Vol.40 | インターネット時代の真ただ中で text by Masahiko YUH

 映画「ソーシャル・ネットワーク」を観た。昨年末、米「タイム」誌が<今年の人>に選んだことでも世界的な話題を呼んだ、「フェイスブック」の創始者マーク・ザッカーバーグの成功物語だ。監督はデイヴィッド・フィンチャーで、ザッカーバーグを演じたのはジェシー・アイゼンバーグ。成功物語とはいっても、古典的な立身出世物語ではないし、うだつのあがらない男が一攫千金を狙って行動を起こすといったノリでもない。ただ、私みたいにソーシャル・ネットワーキング・サービス(SNS)に人並み以上の関心を持たない人間からすると、いくら主人公のザッカーバーグが天才的なハッカーとはいえ、彼の起こした大学(名門ハーバード)内サイトが突然に大当たりし、あれよあれよという間に学内を席巻したあげく、ついには世界中のSNS利用者を引きつけて企業価値4兆円ともいわれる交流サイトにまで伸張した結果、その彼がネット史上最年少(26歳)の億万長者にまでのし上がったストーリーは、往年の「努力しないで出世する方法」の焼き直し、今風にいうならゼロ世代ヴァージョンのように見えたのも事実。テンポのいい話の進め方やスピーディーな場面転換といった監督、脚本、撮影スタッフの展開術に乗せられて一気に見終えさせるだけの充実感は確かにある。
 ところが、映画のつくりそのものは緻密なのに、重厚味がないのだ。どうしてだろうか。しばらくして、はたと気がついた。映画の中身の重厚味ではなく、ネット時代と呼ばれるこの時代そのものにかつての時代の重厚感がないせいだ、と。ひところの軽佻浮薄がこれに重なった。最近、日本でも大きくクローズアップされた「白熱教室」のマイケル・サンデル教授が教鞭を執る名門ハーバード大学の学生群像が、学業そっちのけでコンピューター操作に熱中し、ネット上に人と人との出会いの仲介サービスの開発に明け暮れる連中にのみ結びつけられるのは当人や監督はもとより誰の本意でもないだろうが、この重心に乏しい時代ゆえの人間模様としてみれば、ストーリーにまつわるやりきれないほどの薄っぺらな印象をもたらしたものの正体がいったい何なのかが分かる気がした。

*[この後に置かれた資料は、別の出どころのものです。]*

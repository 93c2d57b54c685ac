//! Optional TOML settings file.
//!
//! ```toml
//! log_level = "codeshell_core=debug"
//!
//! [shell]
//! home = "/src"
//! stream_interval_ms = 100
//! ```

use std::path::{Path, PathBuf};

use anyhow::Context;
use codeshell_core::config::ShellConfig;
use serde::Deserialize;

#[derive(Debug, Default, Deserialize)]
#[serde(default)]
pub struct Settings {
    /// Store document, used when `--store` is not given
    pub store: Option<PathBuf>,
    /// Tracing filter, used when neither `--log-level` nor the environment
    /// sets one
    pub log_level: Option<String>,
    pub shell: ShellConfig,
}

impl Settings {
    /// Read `path`, or the defaults when no file is given.
    pub fn load(path: Option<&Path>) -> anyhow::Result<Self> {
        let Some(path) = path else {
            return Ok(Self::default());
        };
        let text = std::fs::read_to_string(path)
            .with_context(|| format!("failed to read settings {}", path.display()))?;
        Self::parse(&text).with_context(|| format!("invalid settings {}", path.display()))
    }

    pub fn parse(text: &str) -> anyhow::Result<Self> {
        Ok(toml::from_str(text)?)
    }
}

#[cfg(test)]
mod tests {
    use super::*;

    #[test]
    fn test_partial_settings() {
        let settings = Settings::parse(
            r#"
            log_level = "debug"

            [shell]
            stream_interval_ms = 10
            "#,
        )
        .unwrap();
        assert_eq!(settings.log_level.as_deref(), Some("debug"));
        assert_eq!(settings.shell.stream_interval_ms, 10);
        assert_eq!(settings.shell.default_cwd, "/src");
        assert!(settings.store.is_none());
    }

    #[test]
    fn test_missing_file_errors() {
        let dir = tempfile::tempdir().unwrap();
        let missing = dir.path().join("nope.toml");
        let err = Settings::load(Some(missing.as_path())).unwrap_err();
        assert!(err.to_string().contains("failed to read settings"));
    }

    #[test]
    fn test_no_file_is_default() {
        let settings = Settings::load(None).unwrap();
        assert_eq!(settings.shell, ShellConfig::default());
    }
}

 しかし今や、フェイスブックはザッカーバーグの手から飛び出し、すでに1人歩きをしている。オバマ大統領をはじめ世界のリーダーがこぞって使用し、米ホワイトハウスがサイト内に公式ページを開設したほか情報交換サービスは70ヶ国の言語に対応するまでに急拡大しているという。その結果、影響力は国や政府の存立を脅かすまでに及んでいることが明らかになった。明けてまもない1月から2月にかけてアフリカや中近東で起こった政変にしても、恐らくツィッターやフェイスブックなしにはこれほど劇的な形では起こりえなかったと多くの人が指摘する通り。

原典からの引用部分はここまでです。